In de simpelste zin van het IFR-vliegen ben je in principe een naaldje aan het volgen. Dat naaldje wijst dan naar een zogeheten Non-Directional Beacon of [i]NDB[/i], een radiobaken dat een eenvoudig peilsignaal uitzendt. NDBs doen dat op de midden- en lange golf, waarbij een deel van het beschikbare frequentiespectrum overigens overlapt met dat van AM radio. Stem je nu het instrument af op een baken, dan draait de pijl van de naald er heen:


©CC-BY-SA 2.5; bron 1 | bron 2 (PD)

We vliegen richting noordoosten (richting 050 als de buitenschaal van het instrument, dat bij oude modellen vaak handmatig moet worden meegedraaid, nu een goede aanwijzing geeft) en de naald wijst naar rechtsachter, dus we weten nu waar het baken staat en daarmee ook in welke richting vanuit dat ding wij ons bevinden. Nou ja, ongeveer dan… het effectieve bereik van een NDB is nogal beperkt, en de signalen zijn erg gevoelig voor allerhande storingen. De bakens worden daarom nog maar weinig voor navigatiedoeleinden gebruikt, al is er op veel (ook grote) vliegvelden wel nog de mogelijkheid om aan de hand van een NDB een approach te vliegen. Meer over approaches in een latere post.

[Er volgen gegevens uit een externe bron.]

//! System Program instructions.

use crate::address::Address;
use crate::error::SolError;
use crate::transaction::{AccountMeta, Instruction};

/// The Solana System Program public key: 32 zero bytes.
/// Base58: `11111111111111111111111111111111`
pub const SYSTEM_PROGRAM_ID: Address = Address::new([0u8; 32]);

/// System Program `Transfer` instruction index (little-endian u32).
const SYSTEM_TRANSFER_IX_INDEX: u32 = 2;

/// Build a System Program `Transfer` instruction moving `lamports` from
/// `from` (signer) to `to`.
pub fn build_sol_transfer(
    from: &Address,
    to: &Address,
    lamports: u64,
) -> Result<Instruction, SolError> {
    if lamports == 0 {
        return Err(SolError::TransactionBuildError(
            "lamports must be > 0".into(),
        ));
    }

    // u32 LE instruction index + u64 LE lamports.
    let mut data = Vec::with_capacity(12);
    data.extend_from_slice(&SYSTEM_TRANSFER_IX_INDEX.to_le_bytes());
    data.extend_from_slice(&lamports.to_le_bytes());

    Ok(Instruction {
        program_id: SYSTEM_PROGRAM_ID,
        accounts: vec![
            AccountMeta::writable(*from, true),
            AccountMeta::writable(*to, false),
        ],
        data,
    })
}

#[cfg(test)]
mod tests {
    use super::*;

    #[test]
    fn sol_transfer_instruction_layout() {
        let from = Address::new([1; 32]);
        let to = Address::new([2; 32]);
        let ix = build_sol_transfer(&from, &to, 1_000_000).unwrap();

        assert_eq!(ix.program_id, SYSTEM_PROGRAM_ID);
        assert_eq!(ix.data.len(), 12);
        assert_eq!(&ix.data[..4], &[2, 0, 0, 0]);
        assert_eq!(&ix.data[4..], &1_000_000u64.to_le_bytes());

        assert_eq!(ix.accounts[0], AccountMeta::writable(from, true));
        assert_eq!(ix.accounts[1], AccountMeta::writable(to, false));
    }

    #[test]
    fn zero_lamports_fails() {
        let key = Address::new([1; 32]);
        assert!(build_sol_transfer(&key, &key, 0).is_err());
    }
}
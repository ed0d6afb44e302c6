//! JSON-RPC 2.0 over HTTP implementation of [`SolanaRpc`].

use std::sync::atomic::{AtomicU64, Ordering};
use std::time::Duration;

use async_trait::async_trait;
use base64::engine::general_purpose::STANDARD as BASE64;
use base64::Engine as _;
use serde::de::DeserializeOwned;
use serde::Deserialize;
use serde_json::{json, Value};

use crate::address::{Address, Signature};
use crate::error::{RpcError, TransactionError};
use crate::rpc::{
    AccountInfo, Commitment, LatestBlockhash, RpcContext, RpcResponse, SendTransactionConfig,
    SimulateTransactionConfig, SimulationResult, SolanaRpc,
};

pub struct HttpRpcClient {
    http: reqwest::Client,
    url: String,
    commitment: Commitment,
    next_id: AtomicU64,
}

#[derive(Deserialize)]
struct Envelope {
    result: Option<Value>,
    error: Option<ErrorObject>,
}

#[derive(Deserialize)]
struct ErrorObject {
    code: i64,
    message: String,
    #[serde(default)]
    data: Option<Value>,
}

#[derive(Deserialize)]
#[serde(rename_all = "camelCase")]
struct RawSimulation {
    #[serde(default)]
    err: Option<Value>,
    #[serde(default)]
    logs: Option<Vec<String>>,
    #[serde(default)]
    units_consumed: Option<Value>,
}

#[derive(Deserialize)]
struct RawAccount {
    lamports: u64,
    owner: Address,
    data: (String, String),
    executable: bool,
}

impl HttpRpcClient {
    pub fn new(
        url: impl Into<String>,
        timeout: Duration,
        commitment: Commitment,
    ) -> Result<Self, RpcError> {
        let http = reqwest::Client::builder()
            .timeout(timeout)
            .build()
            .map_err(|e| RpcError::Transport(e.to_string()))?;
        Ok(Self {
            http,
            url: url.into(),
            commitment,
            next_id: AtomicU64::new(1),
        })
    }

    pub fn url(&self) -> &str {
        &self.url
    }

    async fn call<T: DeserializeOwned>(&self, method: &str, params: Value) -> Result<T, RpcError> {
        let id = self.next_id.fetch_add(1, Ordering::Relaxed);
        let body = json!({"jsonrpc": "2.0", "id": id, "method": method, "params": params});
        tracing::trace!(method, id, "rpc request");

        let response = self
            .http
            .post(&self.url)
            .json(&body)
            .send()
            .await
            .map_err(|e| RpcError::Transport(e.to_string()))?;

        let status = response.status();
        if !status.is_success() {
            return Err(RpcError::HttpStatus(status.as_u16()));
        }

        let envelope: Envelope = response
            .json()
            .await
            .map_err(|e| RpcError::InvalidResponse(e.to_string()))?;

        if let Some(error) = envelope.error {
            // Preflight failures carry the simulation outcome in `data.err`.
            let cause = error
                .data
                .as_ref()
                .and_then(|data| data.get("err"))
                .filter(|err| !err.is_null())
                .map(TransactionError::from_rpc_value);
            return Err(RpcError::Server {
                code: error.code,
                message: error.message,
                cause,
            });
        }

        let result = envelope
            .result
            .ok_or_else(|| RpcError::InvalidResponse(format!("{method}: missing result")))?;
        serde_json::from_value(result)
            .map_err(|e| RpcError::InvalidResponse(format!("{method}: {e}")))
    }
}

#[async_trait]
impl SolanaRpc for HttpRpcClient {
    async fn get_latest_blockhash(&self) -> Result<RpcResponse<LatestBlockhash>, RpcError> {
        self.call(
            "getLatestBlockhash",
            json!([{"commitment": self.commitment}]),
        )
        .await
    }

    async fn simulate_transaction(
        &self,
        wire_transaction_base64: &str,
        config: &SimulateTransactionConfig,
    ) -> Result<RpcResponse<SimulationResult>, RpcError> {
        let raw: RpcResponse<RawSimulation> = self
            .call(
                "simulateTransaction",
                json!([wire_transaction_base64, config]),
            )
            .await?;

        Ok(RpcResponse {
            context: raw.context,
            value: SimulationResult {
                // Non-numeric values are treated as absent.
                units_consumed: raw.value.units_consumed.as_ref().and_then(Value::as_u64),
                logs: raw.value.logs,
                err: raw
                    .value
                    .err
                    .filter(|err| !err.is_null())
                    .map(|err| TransactionError::from_rpc_value(&err)),
            },
        })
    }

    async fn send_transaction(
        &self,
        wire_transaction_base64: &str,
        config: &SendTransactionConfig,
    ) -> Result<Signature, RpcError> {
        let signature: String = self
            .call("sendTransaction", json!([wire_transaction_base64, config]))
            .await?;
        signature
            .parse()
            .map_err(|e| RpcError::InvalidResponse(format!("sendTransaction: {e}")))
    }

    async fn get_balance(&self, address: &Address) -> Result<RpcResponse<u64>, RpcError> {
        self.call(
            "getBalance",
            json!([address, {"commitment": self.commitment}]),
        )
        .await
    }

    async fn get_account_info(
        &self,
        address: &Address,
    ) -> Result<RpcResponse<Option<AccountInfo>>, RpcError> {
        let raw: RpcResponse<Option<RawAccount>> = self
            .call(
                "getAccountInfo",
                json!([address, {"commitment": self.commitment, "encoding": "base64"}]),
            )
            .await?;

        let value = match raw.value {
            Some(account) => {
                let data = BASE64.decode(&account.data.0).map_err(|e| {
                    RpcError::InvalidResponse(format!("getAccountInfo: account data: {e}"))
                })?;
                Some(AccountInfo {
                    lamports: account.lamports,
                    owner: account.owner,
                    data,
                    executable: account.executable,
                })
            }
            None => None,
        };

        Ok(RpcResponse {
            context: RpcContext {
                slot: raw.context.slot,
            },
            value,
        })
    }
}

Veel preciezer dan de NDB is een VOR, een baken als het eerder genoemde Spijkerboor. Het zendt in elke richting een iets ander signaal uit (een beetje Tweaker weet zelf wel meer over het precieze werkingsprincipe te vinden ;)). De Course Deviation Indicator of CDI is een instrument dat zo’n signaal vervolgens kan interpreteren. De CDI “weet” dus op welke radiaal het zich bevindt. De gebruiker van het apparaat stelt met behulp van een draaiknop in op welke radiaal hij wil zitten, en een witte naald in het midden laat dan in combinatie met het naastgelegen driehoekje zien in welke richting die radiaal ligt en dus waar het toestel zich ten opzichte ervan bevindt. We nemen een VOR en zetten op een paar verschillende posities daaromheen een vliegtuig met de bijbehorende CDI aanwijzing:


©CC-BY-SA 2.5; bron 1 | bron 2 (PD)

Het instrument bestaat uit een koerstol in de buitenring en daarbinnenin de feitelijke positie-aanwijzing. Het binnendeel beweegt met de buitenring mee, en met de draaiknop is een radiaal te selecteren (waarbij het binnendeel dan verdraait wordt ten opzichte van de buitenring). Bekijk eerst het vliegtuigje links in het midden: dat vliegt heading 254 en de naald is tegelijkertijd ook in die richting gecentreerd, dus het volgt ook de radiaal (tenzij het door de wind van zijn track af gezet wordt). Vergelijk dit met het toestel rechtsonder: die bevindt zich op de ingestelde radiaal maar vliegt een andere richting, dus de naald staat niet recht en zal verlopen.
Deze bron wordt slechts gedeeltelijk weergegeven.